Stored items from a collection

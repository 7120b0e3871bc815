//! HTTP handlers

pub mod health;
pub mod predict;

#[cfg(test)]
pub(crate) mod testing;

use axum::{
    http::header::{ALLOW, CONTENT_TYPE},
    response::{IntoResponse, Response},
};

use crate::AppError;

/// Unknown routes
pub async fn not_found(uri: axum::http::Uri) -> AppError {
    AppError::NotFound(format!("No route for {}", uri.path()))
}

/// Rewrite non-JSON error responses (body limit, timeout, wrong method)
/// into the `{"error", "status"}` shape used by the handlers
pub async fn json_errors(response: Response) -> Response {
    let status = response.status();
    if !(status.is_client_error() || status.is_server_error()) {
        return response;
    }

    let is_json = response
        .headers()
        .get(CONTENT_TYPE)
        .and_then(|v| v.to_str().ok())
        .is_some_and(|v| v.starts_with("application/json"));
    if is_json {
        return response;
    }

    tracing::debug!("Rewriting bare {} response as JSON", status);
    let mut rewritten = AppError::from_status(status).into_response();
    if let Some(allow) = response.headers().get(ALLOW) {
        rewritten.headers_mut().insert(ALLOW, allow.clone());
    }
    rewritten
}
//! Router test helpers

use std::sync::Arc;

use axum::{
    body::Body,
    http::{Request, StatusCode},
    Router,
};
use ndarray::{ArrayD, Axis};
use predictor_core::{FeatureMatrix, FeatureSchema, ModelContext, ModelError, StandardScaler};
use serde_json::Value;
use tower::ServiceExt;

use crate::{config::Config, AppState};

fn sum_model(x: &FeatureMatrix) -> Result<ArrayD<f64>, ModelError> {
    Ok(x.sum_axis(Axis(1)).into_dyn())
}

fn failing_model(_: &FeatureMatrix) -> Result<ArrayD<f64>, ModelError> {
    Err(ModelError::Other("weights corrupted".to_string()))
}

fn state(context: ModelContext) -> AppState {
    AppState {
        context: Arc::new(context),
        config: Config::default(),
    }
}

/// Row-sum model behind a 4-wide identity scaler
pub fn sum_state(schema: FeatureSchema) -> AppState {
    state(
        ModelContext::new(sum_model)
            .with_scaler(StandardScaler::new(vec![0.0; 4], vec![1.0; 4]))
            .with_schema(schema),
    )
}

/// Row-sum model with a custom configuration
pub fn sum_state_with_config(schema: FeatureSchema, config: Config) -> AppState {
    AppState {
        config,
        ..sum_state(schema)
    }
}

/// Model that always fails
pub fn sum_state_failing() -> AppState {
    state(ModelContext::new(failing_model))
}

pub async fn post(app: Router, body: &str) -> (StatusCode, Value) {
    let request = Request::builder()
        .method("POST")
        .uri("/predict")
        .header("content-type", "application/json")
        .body(Body::from(body.to_string()))
        .unwrap();
    send(app, request).await
}

pub async fn request(app: Router, method: &str, uri: &str, body: &str) -> (StatusCode, Value) {
    let request = Request::builder()
        .method(method)
        .uri(uri)
        .body(Body::from(body.to_string()))
        .unwrap();
    send(app, request).await
}

pub async fn get(app: Router, uri: &str) -> (StatusCode, Value) {
    let request = Request::builder().uri(uri).body(Body::empty()).unwrap();
    send(app, request).await
}

async fn send(app: Router, request: Request<Body>) -> (StatusCode, Value) {
    let response = app.oneshot(request).await.unwrap();
    let status = response.status();
    let bytes = axum::body::to_bytes(response.into_body(), usize::MAX).await.unwrap();
    let body = serde_json::from_slice(&bytes).unwrap_or(Value::Null);
    (status, body)
}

### ABOUT THIS TASK:
Please give an exact copy of every entry.

### ANSWER FOR THE TASK:
repository 7120b0e3871bc815
//! HTTP handlers

pub mod health;
pub mod predict;

#[cfg(test)]
pub(crate) mod testing;

use axum::{
    http::header::{ALLOW, CONTENT_TYPE},
    response::{IntoResponse, Response},
};

use crate::AppError;

/// Unknown routes
pub async fn not_found(uri: axum::http::Uri) -> AppError {
    AppError::NotFound(format!("No route for {}", uri.path()))
}

/// Rewrite non-JSON error responses (body limit, timeout, wrong method)
/// into the `{"error", "status"}` shape used by the handlers
pub async fn json_errors(response: Response) -> Response {
    let status = response.status();
    if !(status.is_client_error() || status.is_server_error()) {
        return response;
    }

    let is_json = response
        .headers()
        .get(CONTENT_TYPE)
        .and_then(|v| v.to_str().ok())
        .is_some_and(|v| v.starts_with("application/json"));
    if is_json {
        return response;
    }

    tracing::debug!("Rewriting bare {} response as JSON", status);
    let mut rewritten = AppError::from_status(status).into_response();
    if let Some(allow) = response.headers().get(ALLOW) {
        rewritten.headers_mut().insert(ALLOW, allow.clone());
    }
    rewritten
}
//! Router test helpers

use std::sync::Arc;

use axum::{
    body::Body,
    http::{Request, StatusCode},
    Router,
};
use ndarray::{ArrayD, Axis};
use predictor_core::{FeatureMatrix, FeatureSchema, ModelContext, ModelError, StandardScaler};
use serde_json::Value;
use tower::ServiceExt;

use crate::{config::Config, AppState};

fn sum_model(x: &FeatureMatrix) -> Result<ArrayD<f64>, ModelError> {
    Ok(x.sum_axis(Axis(1)).into_dyn())
}

fn failing_model(_: &FeatureMatrix) -> Result<ArrayD<f64>, ModelError> {
    Err(ModelError::Other("weights corrupted".to_string()))
}

fn state(context: ModelContext) -> AppState {
    AppState {
        context: Arc::new(context),
        config: Config::default(),
    }
}

/// Row-sum model behind a 4-wide identity scaler
pub fn sum_state(schema: FeatureSchema) -> AppState {
    state(
        ModelContext::new(sum_model)
            .with_scaler(StandardScaler::new(vec![0.0; 4], vec![1.0; 4]))
            .with_schema(schema),
    )
}

/// Row-sum model with a custom configuration
pub fn sum_state_with_config(schema: FeatureSchema, config: Config) -> AppState {
    AppState {
        config,
        ..sum_state(schema)
    }
}

/// Model that always fails
pub fn sum_state_failing() -> AppState {
    state(ModelContext::new(failing_model))
}

pub async fn post(app: Router, body: &str) -> (StatusCode, Value) {
    let request = Request::builder()
        .method("POST")
        .uri("/predict")
        .header("content-type", "application/json")
        .body(Body::from(body.to_string()))
        .unwrap();
    send(app, request).await
}

pub async fn request(app: Router, method: &str, uri: &str, body: &str) -> (StatusCode, Value) {
    let request = Request::builder()
        .method(method)
        .uri(uri)
        .body(Body::from(body.to_string()))
        .unwrap();
    send(app, request).await
}

pub async fn get(app: Router, uri: &str) -> (StatusCode, Value) {
    let request = Request::builder().uri(uri).body(Body::empty()).unwrap();
    send(app, request).await
}

async fn send(app: Router, request: Request<Body>) -> (StatusCode, Value) {
    let response = app.oneshot(request).await.unwrap();
    let status = response.status();
    let bytes = axum::body::to_bytes(response.into_body(), usize::MAX).await.unwrap();
    let body = serde_json::from_slice(&bytes).unwrap_or(Value::Null);
    (status, body)
}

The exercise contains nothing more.